In the same week that it was announced that perennial Australian soap, Neighbours, will be shafted across to new digital station, Eleven, next year, a plethora of new home grown drama has premiered on the idiot box. Cops L.A.C. (Local Area Command) is the latest in a long line of local police dramas, the first of which was Homicide which premiered in 1964, almost ten years after the introduction of television in Australia.

A starring vehicle for Kate Ritchie, most recently coming off a stint in radio with Merrick and Rosso, and prior to that, a short run on soapie Home and Away, the new series debuted last week to over 1 million viewers. Supported by the who’s who of Aussie acting veterans, such as Gary Sweet, Roy Billing and Denise Roberts, and a few new faces, Kate is miscast as Detective Senior Constable Samantha Cooper. Sorry Kate, I just can’t buy you as a hard-nosed cop. You’re just too nice, or wooden, or both. If she approached me with a gun and handcuffs, I think I’d give her a hug rather than running away.

The rest of the cast get an assortment of stereotypes to play. Gary Sweet plays the abrasive and cocky superintendent with a heart of gold. Denise Roberts portrays the hard working, no-nonsense inspector. A female head of detectives no less. Roy Billing gets the veteran old school cop, just three months from retirement. I bet his character dies sacrificing himself heroically just minutes before the end of his last shift. All we need is Colonel Mustard in the library with the candle stick and we’ll have the full set of standard police show characters.

The premiere episode centred on the first day on the job for rookie cops Priscilla and Daniel, whilst team Milko investigates a car accident that may be (yawn) a murder!
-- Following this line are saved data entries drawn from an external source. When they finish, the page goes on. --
pub mod analysis;
pub mod auth;
pub mod health;
pub mod placement;
pub mod profile;

use axum::extract::DefaultBodyLimit;
use axum::middleware;
use axum::routing::{get, post};
use axum::Router;

use crate::session;
use crate::state::AppState;

/// Largest accepted upload body. Resumes are small; this is headroom, not a
/// product limit.
const MAX_UPLOAD_BYTES: usize = 20 * 1024 * 1024;

pub fn build_router(state: AppState) -> Router {
    // Everything below requires a live session; wrong-role access inside the
    // group returns 403 from the handler's own gate.
    let protected = Router::new()
        .route("/api/v1/auth/logout", post(auth::logout))
        .route("/api/v1/analysis", post(analysis::run_analysis))
        .route(
            "/api/v1/analysis/latest",
            get(analysis::latest).delete(analysis::reset),
        )
        .route(
            "/api/v1/profile",
            get(profile::get_profile).patch(profile::update_profile),
        )
        .route("/api/v1/profile/resumes", get(profile::resume_history))
        .route("/api/v1/placement/stats", get(placement::stats))
        .route("/api/v1/placement/resumes", get(placement::list_resumes))
        .route("/api/v1/placement/export", get(placement::export_csv))
        .layer(middleware::from_fn_with_state(
            state.clone(),
            session::require_session,
        ));

    Router::new()
        .route("/health", get(health::health_handler))
        .route("/api/v1/auth/signup", post(auth::signup))
        .route("/api/v1/auth/login", post(auth::login))
        .merge(protected)
        .layer(DefaultBodyLimit::max(MAX_UPLOAD_BYTES))
        .with_state(state)
}
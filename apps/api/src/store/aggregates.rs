use chrono::{DateTime, Utc};
use serde::Serialize;
use sqlx::types::Json;
use sqlx::{FromRow, SqlitePool};

use crate::errors::AppError;
use crate::models::file::AnalysisMetadata;
use crate::models::user::Role;

/// Fleet-wide statistics for the placement dashboard.
#[derive(Debug, Clone, Serialize)]
pub struct FleetStats {
    pub total_resumes: i64,
    pub high_match: i64,
    pub average_score: f64,
}

/// One resume joined with its owner, as consumed by the placement listing
/// and the CSV export.
#[derive(Debug, Clone, FromRow)]
pub struct ResumeWithOwner {
    pub name: String,
    pub email: String,
    pub filename: String,
    pub score: Option<f64>,
    pub upload_date: DateTime<Utc>,
    pub metadata: Json<AnalysisMetadata>,
}

pub async fn fleet_stats(pool: &SqlitePool) -> Result<FleetStats, AppError> {
    let total_resumes: i64 =
        sqlx::query_scalar("SELECT COUNT(*) FROM files WHERE kind = 'resume'")
            .fetch_one(pool)
            .await?;

    // The high-match count spans every scored file, not just resumes,
    // matching the counting the dashboard has always shown.
    let high_match: i64 = sqlx::query_scalar("SELECT COUNT(*) FROM files WHERE score >= 80")
        .fetch_one(pool)
        .await?;

    // AVG over zero rows is NULL; the dashboard reports 0.
    let average_score: Option<f64> =
        sqlx::query_scalar("SELECT AVG(score) FROM files WHERE kind = 'resume'")
            .fetch_one(pool)
            .await?;

    Ok(FleetStats {
        total_resumes,
        high_match,
        average_score: average_score.unwrap_or(0.0),
    })
}

/// Every resume on record joined with its owner, regardless of role.
pub async fn all_resumes(pool: &SqlitePool) -> Result<Vec<ResumeWithOwner>, AppError> {
    Ok(sqlx::query_as::<_, ResumeWithOwner>(
        "SELECT u.name, u.email, f.filename, f.score, f.upload_date, f.metadata \
         FROM files f JOIN users u ON f.user_id = u.id \
         WHERE f.kind = 'resume' \
         ORDER BY f.upload_date ASC, f.id ASC",
    )
    .fetch_all(pool)
    .await?)
}

/// Resumes belonging to job-seeker accounts only: the export population.
pub async fn export_rows(pool: &SqlitePool) -> Result<Vec<ResumeWithOwner>, AppError> {
    Ok(sqlx::query_as::<_, ResumeWithOwner>(
        "SELECT u.name, u.email, f.filename, f.score, f.upload_date, f.metadata \
         FROM users u JOIN files f ON u.id = f.user_id \
         WHERE u.role = ? AND f.kind = 'resume' \
         ORDER BY f.upload_date ASC, f.id ASC",
    )
    .bind(Role::JobSeeker)
    .fetch_all(pool)
    .await?)
}
//! Text Extraction — turns an uploaded document into a plain-text string.
//!
//! The format is resolved from the declared filename extension, never sniffed
//! from content. Extraction output is trimmed; an empty result is valid (the
//! scorer's zero-result path handles it), not an error.

mod docx;
mod pdf;

use std::path::Path;

use crate::errors::AppError;

/// Supported upload formats, resolved from the filename extension.
#[derive(Debug, Clone, Copy, PartialEq, Eq)]
pub enum DocumentFormat {
    Pdf,
    Doc,
    Docx,
    Txt,
}

impl DocumentFormat {
    pub fn from_filename(filename: &str) -> Result<Self, AppError> {
        let ext = Path::new(filename)
            .extension()
            .and_then(|e| e.to_str())
            .map(|e| e.to_ascii_lowercase());
        match ext.as_deref() {
            Some("pdf") => Ok(DocumentFormat::Pdf),
            Some("doc") => Ok(DocumentFormat::Doc),
            Some("docx") => Ok(DocumentFormat::Docx),
            Some("txt") => Ok(DocumentFormat::Txt),
            Some(other) => Err(AppError::UnsupportedFormat(other.to_string())),
            None => Err(AppError::UnsupportedFormat("no file extension".to_string())),
        }
    }

    /// Resumes are restricted to document formats; plain text is only
    /// accepted for job descriptions.
    pub fn accepted_for_resume(&self) -> bool {
        !matches!(self, DocumentFormat::Txt)
    }
}

/// Extracts plain text from raw document bytes, trimmed.
pub fn extract(data: &[u8], format: DocumentFormat) -> Result<String, AppError> {
    let text = match format {
        DocumentFormat::Pdf => pdf::extract_text(data)?,
        // Legacy binary DOC files that the reader cannot parse surface as an
        // extraction failure for that analysis.
        DocumentFormat::Doc | DocumentFormat::Docx => docx::extract_text(data)?,
        DocumentFormat::Txt => String::from_utf8(data.to_vec())
            .map_err(|_| AppError::Extraction("file is not valid UTF-8 text".to_string()))?,
    };
    Ok(text.trim().to_string())
}

/// Reads a spooled upload from disk and extracts it. The caller owns the
/// temp file's lifetime; deletion happens on drop regardless of outcome.
pub fn extract_path(path: &Path, format: DocumentFormat) -> Result<String, AppError> {
    let data = std::fs::read(path)
        .map_err(|e| AppError::Extraction(format!("failed to read upload: {e}")))?;
    extract(&data, format)
}

#[cfg(test)]
mod tests {
    use super::*;

    #[test]
    fn test_format_from_filename_maps_known_extensions() {
        assert_eq!(
            DocumentFormat::from_filename("cv.pdf").unwrap(),
            DocumentFormat::Pdf
        );
        assert_eq!(
            DocumentFormat::from_filename("cv.doc").unwrap(),
            DocumentFormat::Doc
        );
        assert_eq!(
            DocumentFormat::from_filename("cv.docx").unwrap(),
            DocumentFormat::Docx
        );
        assert_eq!(
            DocumentFormat::from_filename("jd.txt").unwrap(),
            DocumentFormat::Txt
        );
    }

    #[test]
    fn test_format_from_filename_is_case_insensitive() {
        assert_eq!(
            DocumentFormat::from_filename("CV.PDF").unwrap(),
            DocumentFormat::Pdf
        );
    }

    #[test]
    fn test_unknown_extension_is_unsupported() {
        assert!(matches!(
            DocumentFormat::from_filename("cv.exe"),
            Err(AppError::UnsupportedFormat(_))
        ));
        assert!(matches!(
            DocumentFormat::from_filename("no_extension"),
            Err(AppError::UnsupportedFormat(_))
        ));
    }

    #[test]
    fn test_txt_is_not_accepted_for_resumes() {
        assert!(!DocumentFormat::Txt.accepted_for_resume());
        assert!(DocumentFormat::Pdf.accepted_for_resume());
        assert!(DocumentFormat::Docx.accepted_for_resume());
    }

    #[test]
    fn test_txt_extraction_is_trimmed_pass_through() {
        let text = extract(b"  Python developer\n", DocumentFormat::Txt).unwrap();
        assert_eq!(text, "Python developer");
    }

    #[test]
    fn test_empty_txt_is_valid_output() {
        assert_eq!(extract(b"   \n ", DocumentFormat::Txt).unwrap(), "");
    }

    #[test]
    fn test_invalid_utf8_txt_fails_extraction() {
        assert!(matches!(
            extract(&[0xff, 0xfe, 0x01], DocumentFormat::Txt),
            Err(AppError::Extraction(_))
        ));
    }

    #[test]
    fn test_garbage_pdf_fails_extraction() {
        assert!(matches!(
            extract(b"not a pdf at all", DocumentFormat::Pdf),
            Err(AppError::Extraction(_))
        ));
    }

    #[test]
    fn test_garbage_docx_fails_extraction() {
        assert!(matches!(
            extract(b"not a zip archive", DocumentFormat::Docx),
            Err(AppError::Extraction(_))
        ));
    }
}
Within minutes of starting in the morning, Daniel gets a milkshake thrown over him and at the end of the episode, which takes place that evening, he is still wearing his soiled uniform. I know the L.A.C. is under-funded but surely they have spare uniforms? 

The killer ends up being the first and least likely suspect, who in TV storytelling terms is actually the most likely suspect. Oh, and smug Detective Llewellyn, played by Martin Dingle Wall, hangs rookie Priscilla’s cap from the roof to teach her a lesson for forgetting it. What tension and drama! If I want to watch a show called Cops, it better be the one with the reggae theme tune and foul mouthed Americans getting arrested with blurry faces.

My verdict: Cops S.U.X.

Spirited debuted two weeks ago on pay TV station “W”. An eight part dramedy from the producers of Love My Way, Spirited stars Claudia Karvan as Suzy Darling, a dentist who leaves her arrogant husband (Rodger Corser from Channel Ten cop drama Rush) to move into a city apartment with her kids. In the apartment she encounters Henry Mallet (Matt King) who may just be the ghost of a pommy rock star. Only appearing to her, Henry and Suzy develop a friendship that might just lead to romance, but can love develop between our world and the spirit realm? Thousand of Michael Jackson fans say yes.

With a set of appealing lead actors, Spirited has a light feel to it that is a refreshing change from the standard teen soap or overacted police drama. Eight episodes is probably enough to sustain viewer interest with its high concept storyline which could go stale over more episodes. It may be a little too reminiscent of The Ghost and Mrs Muir but Spirited is worth a look.

My verdict: Spirited is ghostly good fun.

Offspring also premiered in Channel Ten last month. I’m yet to watch an episode but it looks like a quirky comedy drama about relationships and family. Hmm, that sounds original. Packed to the Rafters in Melbourne, anyone?